Senjakala Kesenian Tayub Tuban

Tuban, Jatim - Nasib kesenian Tayub di Kabupaten Tuban, tak berbeda jauh dengan kesenian tradisional lain, hidup ngos-ngosan.

Sunaryo, Kabid Pariwisata di Dinas Perekonomian dan Pariwisata Kabupaten Tuban mengatakan, kelompok tayub ini cukup banyak. Walau demikian, para pemain seni ini didominasi seniman tua. Jumlah seniman muda bisa dihitung dengan jari. Sama dengan pemainnya, penontonnya pun sebagian besar orang sepuh. Tidak terlihat ada upaya regenerasi, baik pemain maupun penontonnya.

Hal ini dirasakan Nasru Indra Rukmana, penari tayub kenamaan asal Kecamatan Meraurak. Wanita berusia 32 tahun ini, mencoba banting stir menjadi calon legislatif (caleg) DPRD Kabupaten Tuban.

Menurut Indra, saat ini banyak waranggono yang terbuai dengan kesuksesannya. Mereka lupa mengembangkan, atau juga abai mengelola upah yang didapat. Semakin tua waranggono, semakin ia ditinggalkan penggemarnya. "Kami tak bisa terus-terusan seperti ini," katanya.

Sementara upaya pemerintah, disebutnya masih sebatas mempermudah menghidupkan kesenian pertunjukan saja. Tak ada pemberdayaan pada para waranggono.

"Padahal kami ini tak bisa terus-terusan menjadi waranggono," timpal Indra.

Tidak hanya itu, kehidupan Waranggono saat ini tidaklah sebaik 10, 20 atau 30 tahun lalu. Saat ini, panggilan untuk manggung hanya dari beberapa kalangan saja mau nanggap mereka. Seni ini sudah kalah dengan seni-seni modern yang jauh lebih murah biaya pertunjukkannya.

Haryadi, budayawan Tuban sekaligus dosen di Universitas Ronggolawe mengibaratkan seni tayub di Tuban masih dalam masa keemasannya. Kesenian ini masih banyak diminati masyarakat kelas bawah.

"Tapi, kalau ini tak dijaga betul bisa jadi akan punah seperti kesenian lain," kata Haryadi.

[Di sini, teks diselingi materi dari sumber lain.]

//! TCP option and window sanity checks

use thiserror::Error;

use super::seq_diff;
use crate::packet::TcpSegment;

#[derive(Debug, Clone, PartialEq, Eq, Error)]
pub enum OptionViolation {
    #[error("re-emitted packet (diff {diff}, seq {seq}, expected {expected})")]
    Reemitted { diff: i32, seq: u32, expected: u32 },
    #[error("{len} > mss ({mss})")]
    AboveMss { len: usize, mss: u16 },
    #[error("{diff} > receive window ({window})")]
    AboveWindow { diff: i32, window: u32 },
}

#[derive(Debug, Clone, Copy, Default)]
struct SideOptions {
    mss:            Option<u16>,
    scale:          Option<u8>,
    receive_window: u32,
}

/// Remembers MSS and window scale from each side's SYN and checks later
/// segments against the peer's advertised limits.
#[derive(Debug, Clone, Default)]
pub struct OptionChecker {
    /// Index 0 is the client side
    sides: [SideOptions; 2],
}

impl OptionChecker {
    /// `next_seq` is the next expected sequence number in the segment's
    /// direction, when known.
    pub fn accept(
        &mut self,
        segment: &TcpSegment,
        from_client: bool,
        next_seq: Option<u32>,
    ) -> Result<(), OptionViolation> {
        let (own, peer) = if from_client { (0, 1) } else { (1, 0) };

        if segment.flags.syn {
            self.sides[own].mss = segment.mss;
            self.sides[own].scale = segment.window_scale;
        } else if let Some(expected) = next_seq {
            let peer_opts = self.sides[peer];
            let len = segment.payload.len();
            let diff = seq_diff(segment.seq, expected);
            if diff == -1 && len <= 1 {
                // keep-alive
            } else if diff < 0 {
                return Err(OptionViolation::Reemitted {
                    diff,
                    seq: segment.seq,
                    expected,
                });
            } else if let Some(mss) = peer_opts.mss
                && len > usize::from(mss)
            {
                return Err(OptionViolation::AboveMss { len, mss });
            } else if peer_opts.receive_window != 0
                && peer_opts.scale.is_none()
                && diff as u32 > peer_opts.receive_window
            {
                return Err(OptionViolation::AboveWindow {
                    diff,
                    window: peer_opts.receive_window,
                });
            }
        }

        let side = &mut self.sides[own];
        side.receive_window = u32::from(segment.window) << side.scale.unwrap_or(0).min(14);
        Ok(())
    }
}

#[cfg(test)]
mod tests {
    use std::time::SystemTime;

    use super::*;
    use crate::packet::TcpFlags;

    fn segment(seq: u32, syn: bool, mss: Option<u16>, payload: usize) -> TcpSegment {
        TcpSegment {
            src_ip: "10.0.0.1".parse().unwrap(),
            dst_ip: "10.0.0.2".parse().unwrap(),
            src_port: 1,
            dst_port: 2,
            seq,
            ack: 0,
            flags: TcpFlags {
                syn,
                ack: !syn,
                ..TcpFlags::default()
            },
            window: 1000,
            mss,
            window_scale: None,
            payload: vec![0; payload],
            checksum_ok: None,
            timestamp: SystemTime::UNIX_EPOCH,
            wire_len: 0,
            defragmented: false,
        }
    }

    #[test]
    fn test_segment_above_peer_mss() {
        let mut c = OptionChecker::default();
        c.accept(&segment(0, true, Some(100), 0), false, None).unwrap();
        assert!(c.accept(&segment(10, false, None, 50), true, Some(10)).is_ok());
        assert_eq!(
            c.accept(&segment(60, false, None, 101), true, Some(60)),
            Err(OptionViolation::AboveMss { len: 101, mss: 100 })
        );
    }

    #[test]
    fn test_retransmission_and_keepalive() {
        let mut c = OptionChecker::default();
        assert!(matches!(
            c.accept(&segment(5, false, None, 10), true, Some(10)),
            Err(OptionViolation::Reemitted { diff: -5, .. })
        ));
        assert!(c.accept(&segment(9, false, None, 1), true, Some(10)).is_ok());
    }

    #[test]
    fn test_beyond_receive_window() {
        let mut c = OptionChecker::default();
        c.accept(&segment(0, false, None, 0), false, None).unwrap();
        assert!(matches!(
            c.accept(&segment(5000, false, None, 10), true, Some(10)),
            Err(OptionViolation::AboveWindow { window: 1000, .. })
        ));
    }
}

Menurut Haryadi sudah ada dua kesenian yang punah di Tuban. Pertama, adalah Gendak, yaitu seni yang menggabungkan tari, musik, dan teater ini sudah tak ada lagi penerusnya. Berikutnya adalah kentrung. Seni bernyanyi dengan tabuhan ketipung, gendang, dan sitar ini sudah hilang.

"Padahal ini salah satu seni tradisional asli Tuban," lanjut Haryadi.

Kelompok kentrung di Tuban sendiri kini tinggal menyisakan Mbah Surati. Dulunya kelompok ini berjumlah tiga orang, namun karena usia satu persatu anggotanya meninggal tanpa pewaris. Seni ini sudah di ujung tanduk. Usia Mbah Surati yang sudah menginjak 94 tahun juga tak meninggalkan penerus.

Saat wartawan mengunjungi rumahnya beberapa waktu lalu, kondisinya sudah sangat memprihatinkan. Ia tinggal sebatang kara di gubuk reotnya di Desa Bate, Kecamatan Bangilan, Kabupaten Tuban. Gubuk ini ia beli dari hasil jerih payahnya ngentrung saat muda.